Antidepressants have always attracted controversy. The classification was first mentioned in the 1950s, during the clinical trials of drugs intended to treat tuberculosis. Prescription rates skyrocketed in the 1990s after the introduction of Prozac, a selective serotonin reuptake inhibitor (SSRI). Their effects and efficacy have been the subject of debate ever since.
In the midst of these debates, one trend has continued to lurk on the sidelines: antidepressants are increasingly being prescribed for off-label use.
Apart from depression, SSRIs are used in the treatment of an array of mental and even physical illnesses. Sertraline, for example, has been found to be more effective in treating anxiety in the short term compared to depression.
For patients taking them for off-label reasons, the label “antidepressant” can in itself be problematic. A qualitative study on this subject found that some patients attempt to “decouple” the medication from its association with depression, such as by describing it as a “low dose.” This introduces the risk that a person who might benefit from taking antidepressants will refuse to do so in order to avoid the perception that they are depressed.
Given the uncertainty surrounding the effects of antidepressants, renaming this poorly understood category of drugs should be considered. Doing so would not only provide a more accurate reflection of how they are prescribed, but it could also go some way towards removing the stigma associated with psychotropic drugs.
But what would we call them if not antidepressants? In 2014, the “neuroscience-based nomenclature” system was proposed. Rather than categorising psychotropic drugs based upon their effect on specific disorders, such as antipsychotics, the system instead labels them based upon the neurotransmitter/s that the drug targets and the mode of action through which this is achieved. The label “antidepressant” is erased in favour of more specific names, such as ‘serotonin reuptake inhibitors.’ Some existing classes, like tricyclic antidepressants, are divided into different categories such as ‘dopamine receptor antagonists.’

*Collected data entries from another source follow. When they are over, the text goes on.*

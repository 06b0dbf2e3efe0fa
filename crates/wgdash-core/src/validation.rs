//! Input checks applied before values are sent to the server.

use std::net::IpAddr;
use std::sync::OnceLock;

use regex::Regex;

/// Base64 of a 32-byte Curve25519 key, padding optional.
const WG_KEY_PATTERN: &str = r"^[A-Za-z0-9+/]{43}=?=?$";

fn wg_key_regex() -> &'static Regex {
    static WG_KEY: OnceLock<Regex> = OnceLock::new();
    WG_KEY.get_or_init(|| Regex::new(WG_KEY_PATTERN).expect("valid WireGuard key regex"))
}

/// Whether `key` has the shape of a WireGuard public or private key.
pub fn is_valid_wg_key(key: &str) -> bool {
    wg_key_regex().is_match(key)
}

/// Whether `ip` is a single IPv4 or IPv6 address. Surrounding whitespace is
/// ignored and IPv6 addresses may carry a `%zone` suffix.
pub fn is_valid_ip(ip: &str) -> bool {
    let ip = ip.trim();
    match ip.split_once('%') {
        Some((addr, zone)) => {
            !zone.is_empty() && matches!(addr.parse::<IpAddr>(), Ok(IpAddr::V6(_)))
        }
        None => ip.parse::<IpAddr>().is_ok(),
    }
}

/// Whether `cidr` is an address with a prefix length valid for its family,
/// e.g. `10.0.0.1/24` or `fd00::/64`.
pub fn is_valid_cidr(cidr: &str) -> bool {
    let Some((addr, prefix)) = cidr.trim().split_once('/') else {
        return false;
    };
    if prefix.is_empty() || !prefix.bytes().all(|b| b.is_ascii_digit()) {
        return false;
    }
    let Ok(prefix) = prefix.parse::<u8>() else {
        return false;
    };
    match addr.parse::<IpAddr>() {
        Ok(IpAddr::V4(_)) => prefix <= 32,
        Ok(IpAddr::V6(_)) => prefix <= 128,
        Err(_) => false,
    }
}

#[cfg(test)]
mod tests {
    use super::*;

    #[test]
    fn test_wg_key_length() {
        assert!(is_valid_wg_key("yAnz5TF+lXXJte14tji3zlMNq+hd2rYUIgJBgB3fBmk="));
        assert!(is_valid_wg_key("yAnz5TF+lXXJte14tji3zlMNq+hd2rYUIgJBgB3fBmk"));
        assert!(!is_valid_wg_key("yAnz5TF+lXXJte14tji3zlMNq+hd2rYUIgJBgB3fBm="));
        assert!(!is_valid_wg_key("yAnz5TF-lXXJte14tji3zlMNq+hd2rYUIgJBgB3fBmk="));
        assert!(!is_valid_wg_key("yAnz5TF+lXXJte14tji3zlMNq+hd2rYUIgJBgB3fBmk==="));
        assert!(!is_valid_wg_key(""));
    }

    #[test]
    fn test_ip_addresses() {
        assert!(is_valid_ip("10.0.0.1"));
        assert!(is_valid_ip(" 192.168.1.254 "));
        assert!(is_valid_ip("fd00::1"));
        assert!(is_valid_ip("fe80::1%eth0"));
        assert!(!is_valid_ip("10.0.0.256"));
        assert!(!is_valid_ip("10.0.0.1%eth0"));
        assert!(!is_valid_ip("fe80::1%"));
        assert!(!is_valid_ip("10.0.0.0/24"));
    }

    #[test]
    fn test_cidr() {
        assert!(is_valid_cidr("10.0.0.1/24"));
        assert!(is_valid_cidr("0.0.0.0/0"));
        assert!(is_valid_cidr("fd00::/64"));
        assert!(is_valid_cidr("::/128"));
        assert!(!is_valid_cidr("10.0.0.1"));
        assert!(!is_valid_cidr("10.0.0.1/33"));
        assert!(!is_valid_cidr("fd00::/129"));
        assert!(!is_valid_cidr("10.0.0.1/+8"));
        assert!(!is_valid_cidr("wg0/24"));
    }
}
impl ApiClient {
    /// Create a client for the server at `base_url`.
    pub fn new(
        base_url: &str,
        session: Arc<SessionContext>,
        navigator: Arc<dyn Navigator>,
        notifier: Arc<dyn Notifier>,
    ) -> Result<Self> {
        let client = Client::builder()
            .cookie_store(true)
            .connect_timeout(Duration::from_secs(REQUEST_TIMEOUT_SECS))
            .build()?;

        Ok(Self {
            client,
            base_url: Arc::from(base_url.trim_end_matches('/')),
            remote: Arc::new(RwLock::new(None)),
            session,
            navigator,
            notifier,
        })
    }

    pub fn session(&self) -> &Arc<SessionContext> {
        &self.session
    }

    pub fn navigator(&self) -> &Arc<dyn Navigator> {
        &self.navigator
    }

    /// Route requests to a cross-server target, or back to the local server with `None`.
    pub fn set_remote(&self, target: Option<RemoteTarget>) {
        match target {
            Some(ref t) => info!(host = %t.host, "Using cross-server target"),
            None => debug!("Using local server"),
        }
        *self.remote.write().unwrap_or_else(|e| e.into_inner()) = target;
    }

    pub fn remote(&self) -> Option<RemoteTarget> {
        self.remote.read().unwrap_or_else(|e| e.into_inner()).clone()
    }

    fn url(&self, path: &str) -> String {
        match self.remote() {
            Some(remote) => format!("{}{}", remote.host.trim_end_matches('/'), path),
            None => format!("{}{}", self.base_url, path),
        }
    }

    fn request_headers(&self, method: &Method) -> Result<HeaderMap, ApiError> {
        let mut headers = HeaderMap::new();
        headers.insert(header::CONTENT_TYPE, HeaderValue::from_static("application/json"));

        if let Some(remote) = self.remote() {
            let value = HeaderValue::from_str(&remote.api_key)
                .map_err(|_| ApiError::InvalidRequest("API key is not a valid header value".into()))?;
            headers.insert(API_KEY_HEADER, value);
        }

        if *method != Method::GET {
            if let Some(token) = self.session.token() {
                let value = HeaderValue::from_str(&token)
                    .map_err(|_| ApiError::InvalidRequest("CSRF token is not a valid header value".into()))?;
                headers.insert(CSRF_HEADER, value);
            }
        }
        Ok(headers)
    }

    // ===== CSRF Token =====

    /// Fetch a CSRF token, joining the fetch already in flight if there is one.
    ///
    /// Never fails: an expired session, a 401 or any other failure all yield
    /// `None`, and a 401 also marks the session expired.
    pub async fn acquire_token(&self) -> Option<String> {
        if self.session.is_expired() {
            self.session.clear_token();
            return None;
        }

        let headers = match self.request_headers(&Method::GET) {
            Ok(headers) => headers,
            Err(e) => {
                warn!(error = %e, "Cannot build CSRF token request");
                return None;
            }
        };
        let http = self.client.clone();
        let url = self.url(endpoints::CSRF_TOKEN);
        // Weak: the fetch is stored in the session's own slot
        let session = Arc::downgrade(&self.session);

        let fetch = self.session.join_or_start_token_fetch(move |generation| {
            Self::fetch_token(http, url, headers, session, generation).boxed()
        });
        fetch.await
    }

    /// Drop the cached token and fetch a fresh one.
    pub async fn refresh_token(&self) -> Option<String> {
        self.session.clear_token();
        self.acquire_token().await
    }

    pub fn clear_token(&self) {
        self.session.clear_token();
    }

    async fn fetch_token(
        http: Client,
        url: String,
        headers: HeaderMap,
        session: Weak<SessionContext>,
        generation: u64,
    ) -> Option<String> {
        debug!("Fetching CSRF token");
        let outcome = Self::request_token(&http, &url, headers).await;

        let session = session.upgrade()?;

        match outcome {
            TokenOutcome::Issued(token) => {
                if session.complete_token_fetch(generation, Some(token.clone())) {
                    debug!("CSRF token acquired");
                    Some(token)
                } else if session.is_expired() {
                    debug!("Session expired during CSRF token fetch, discarding token");
                    None
                } else {
                    // Superseded: the caller may use it, the cache keeps the newer one
                    debug!("CSRF token fetch superseded, not caching");
                    Some(token)
                }
            }
            TokenOutcome::Unauthorized => {
                debug!("CSRF token request unauthorized");
                session.complete_token_fetch(generation, None);
                session.handle_session_expiration();
                None
            }
            TokenOutcome::Failed(reason) => {
                warn!(reason = %reason, "CSRF token fetch failed");
                session.complete_token_fetch(generation, None);
                None
            }
        }
    }

    async fn request_token(http: &Client, url: &str, headers: HeaderMap) -> TokenOutcome {
        let response = match http
            .get(url)
            .headers(headers)
            .timeout(Duration::from_secs(REQUEST_TIMEOUT_SECS))
            .send()
            .await
        {
            Ok(response) => response,
            Err(e) => return TokenOutcome::Failed(e.to_string()),
        };

        let status = response.status();
        if status == StatusCode::UNAUTHORIZED {
            return TokenOutcome::Unauthorized;
        }
        if !status.is_success() {
            return TokenOutcome::Failed(format!("Status {}", status));
        }

        match response.json::<ApiResponse<CsrfTokenData>>().await {
            Ok(ApiResponse { status: true, data: Some(data), .. }) => TokenOutcome::Issued(data.csrf_token),
            Ok(_) => TokenOutcome::Failed("Server did not issue a token".to_string()),
            Err(e) => TokenOutcome::Failed(e.to_string()),
        }
    }

    // ===== Requests =====

    /// Issue a GET. Always returns an envelope; failures come back as `status: false`.
    pub async fn get<Q>(&self, path: &str, query: &Q) -> ApiResponse
    where
        Q: Serialize + ?Sized,
    {
        if self.session.is_expired() && !endpoints::is_get_exempt(path) {
            warn!(path, "Session expired - blocking API call");
            return ApiResponse::session_expired();
        }

        let result = self.send_get(path, query).await;
        self.settle(path, result)
    }

    async fn send_get<Q>(&self, path: &str, query: &Q) -> Result<ApiResponse, ApiError>
    where
        Q: Serialize + ?Sized,
    {
        let request = self
            .client
            .get(self.url(path))
            .headers(self.request_headers(&Method::GET)?)
            .query(query)
            .timeout(Duration::from_secs(REQUEST_TIMEOUT_SECS));

        let raw = self.execute(request, path).await?;
        let response = Self::interpret(path, raw)?;

        // A stale session can still answer 200 with status false here
        if !response.status && path.contains(endpoints::VALIDATE_AUTHENTICATION) {
            debug!("Authentication check failed, marking session expired");
            self.session.handle_session_expiration();
        }
        Ok(response)
    }

    /// Issue a POST with a JSON body. Always returns an envelope.
    pub async fn post<B>(&self, path: &str, body: &B) -> ApiResponse
    where
        B: Serialize + ?Sized,
    {
        let exempt = endpoints::is_post_exempt(path);
        if self.session.is_expired() && !exempt {
            warn!(path, "Session expired - blocking API call");
            return ApiResponse::session_expired();
        }

        let result = self.send_post(path, body, exempt).await;
        self.settle(path, result)
    }

    async fn send_post<B>(&self, path: &str, body: &B, exempt: bool) -> Result<ApiResponse, ApiError>
    where
        B: Serialize + ?Sized,
    {
        let payload = serde_json::to_vec(body).map_err(|e| ApiError::InvalidRequest(e.to_string()))?;

        if !exempt && self.session.token().is_none() && !self.session.is_expired() {
            self.acquire_token().await;
        }

        let mut state = PostState::Sending { retries: 0 };
        let raw = loop {
            state = match state {
                PostState::Sending { retries } => {
                    // The session may have expired while the token was refreshed
                    if retries > 0 && !exempt && self.session.is_expired() {
                        warn!(path, "Session expired - dropping CSRF retry");
                        return Err(ApiError::SessionExpired);
                    }
                    let raw = self.send_post_once(path, &payload).await?;
                    if raw.status != StatusCode::FORBIDDEN {
                        PostState::Done(raw)
                    } else if retries >= MAX_CSRF_RETRIES {
                        self.notify_token_expired();
                        PostState::Done(raw)
                    } else if raw.is_csrf_rejection() {
                        PostState::AwaitingCsrfRetry { retries, rejected: raw }
                    } else {
                        PostState::Done(raw)
                    }
                }
                PostState::AwaitingCsrfRetry { retries, rejected } => {
                    warn!(path, "CSRF token rejected, refreshing token and retrying");
                    match self.refresh_token().await {
                        Some(_) => PostState::Sending { retries: retries + 1 },
                        None if self.session.is_expired() => return Err(ApiError::SessionExpired),
                        None => {
                            self.notify_token_expired();
                            PostState::Done(rejected)
                        }
                    }
                }
                PostState::Done(raw) => break raw,
            };
        };

        Self::interpret(path, raw)
    }

    async fn send_post_once(&self, path: &str, payload: &[u8]) -> Result<RawResponse, ApiError> {
        let request = self
            .client
            .post(self.url(path))
            .headers(self.request_headers(&Method::POST)?)
            .body(payload.to_vec())
            .timeout(Duration::from_secs(REQUEST_TIMEOUT_SECS));
        self.execute(request, path).await
    }

    async fn execute(&self, request: RequestBuilder, path: &str) -> Result<RawResponse, ApiError> {
        let response = request.send().await?;
        let status = response.status();
        let body = response.text().await?;
        debug!(path, status = status.as_u16(), "Response received");
        Ok(RawResponse { status, body })
    }

    /// Map a raw response onto the envelope or a typed error.
    fn interpret(path: &str, raw: RawResponse) -> Result<ApiResponse, ApiError> {
        if raw.status.is_success() {
            return serde_json::from_str(&raw.body)
                .map_err(|e| ApiError::InvalidResponse(format!("{}: {}", path, e)));
        }
        Err(ApiError::from_status(raw.status, &raw.body))
    }

    /// Apply the side effects of a failed call and convert it to an envelope.
    fn settle(&self, path: &str, result: Result<ApiResponse, ApiError>) -> ApiResponse {
        let err = match result {
            Ok(response) => return response,
            Err(err) => err,
        };

        match err {
            ApiError::SessionExpired => ApiResponse::session_expired(),
            ApiError::Unauthorized | ApiError::RateLimited { .. } => {
                self.handle_session_errors(path, &err);
                if err.is_rate_limited() {
                    ApiResponse::rate_limited()
                } else {
                    ApiResponse::session_expired()
                }
            }
            other => {
                error!(path, error = %other, "Request failed");
                self.navigator.navigate(Route::SignIn);
                ApiResponse::failure(other.to_string())
            }
        }
    }

    /// Session-level reactions shared by regular calls and the status stream.
    fn handle_session_errors(&self, path: &str, err: &ApiError) {
        match err {
            ApiError::Unauthorized => {
                self.session.handle_session_expiration();
                self.notifier.notify(Message::warning(
                    "WGDashboard",
                    "Sign in session ended, please sign in again",
                ));
                self.navigator.navigate(Route::SignIn);
            }
            ApiError::RateLimited { retry_after } => {
                warn!(path, retry_after = ?retry_after, "Rate limited");
                self.navigator.navigate(Route::RateLimited {
                    retry_after: *retry_after,
                });
            }
            _ => {}
        }
    }

    fn notify_token_expired(&self) {
        self.notifier.notify(Message::warning(
            "Security",
            "Session token expired, please refresh the page",
        ));
    }

    /// Open a long-lived GET (Server-Sent Events) under the same gating and headers.
    pub async fn open_stream(&self, path: &str) -> Result<reqwest::Response, ApiError> {
        if self.session.is_expired() && !endpoints::is_get_exempt(path) {
            warn!(path, "Session expired - not opening stream");
            return Err(ApiError::SessionExpired);
        }

        let mut headers = self.request_headers(&Method::GET)?;
        headers.insert(header::ACCEPT, HeaderValue::from_static("text/event-stream"));

        let response = self.client.get(self.url(path)).headers(headers).send().await?;
        let status = response.status();
        if status.is_success() {
            return Ok(response);
        }

        let body = response.text().await.unwrap_or_default();
        let err = ApiError::from_status(status, &body);
        self.handle_session_errors(path, &err);
        Err(err)
    }

    // ===== Authentication =====

    /// Sign in. On success the expired flag is reset and the old CSRF token dropped.
    pub async fn authenticate(&self, username: &str, password: &str, totp: Option<&str>) -> ApiResponse {
        let body = LoginRequest {
            username,
            password,
            totp,
        };
        let response = self.post(endpoints::AUTHENTICATE, &body).await;
        if response.status {
            info!(username, "Signed in");
            self.session.reset_session_expired();
            self.session.clear_token();
        }
        response
    }

    /// Ask the server whether the current session is still valid.
    pub async fn validate_authentication(&self) -> bool {
        self.get(endpoints::VALIDATE_AUTHENTICATION, NO_QUERY).await.status
    }
}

These subcategories are far more descriptive than the overarching term ‘antidepressant.’ This could assist practitioners in tailoring prescriptions to a patient’s symptoms. More importantly, it could also reduce the association between these drugs and specific disorders, which will ultimately prevent confusion and improve compliance with prescription regimens.
This system is by no means perfect and caution must be directed towards the major conflicts of interest among its proponents. Nonetheless, it represents a step in a more accurate direction.
It could be argued that erasing antidepressants as a category of drugs further entrenches the stigma it seeks to resolve, suggesting that the word depression is irrevocably tainted. Indeed, reclassification does not resolve the underlying problem at hand. Even though the ways in which mental health is publicly discussed has been improving, stigma can continue to manifest itself on an arguably more sinister and unmoderated level — within the confines of private relationships. It is not difficult to find people who minimise mental illnesses by declaring that they are overdiagnosed, or who proclaim that jogging is the panacea to any psychological discomfort.
While reclassifying antidepressants will not end the stigmatisation of mental illness, it presents an opportunity to reduce the negative perceptions patients often encounter, both internally and externally, when opting to take psychotropic medication.
If you are not convinced about the potential for reclassification to reduce social stigma, the glaring discrepancy between the term “antidepressant” and the reality of the drug’s broadening application still remains. It might be tough to rectify a misnomer which has endured since the ‘50s, but custom is no excuse for inaction.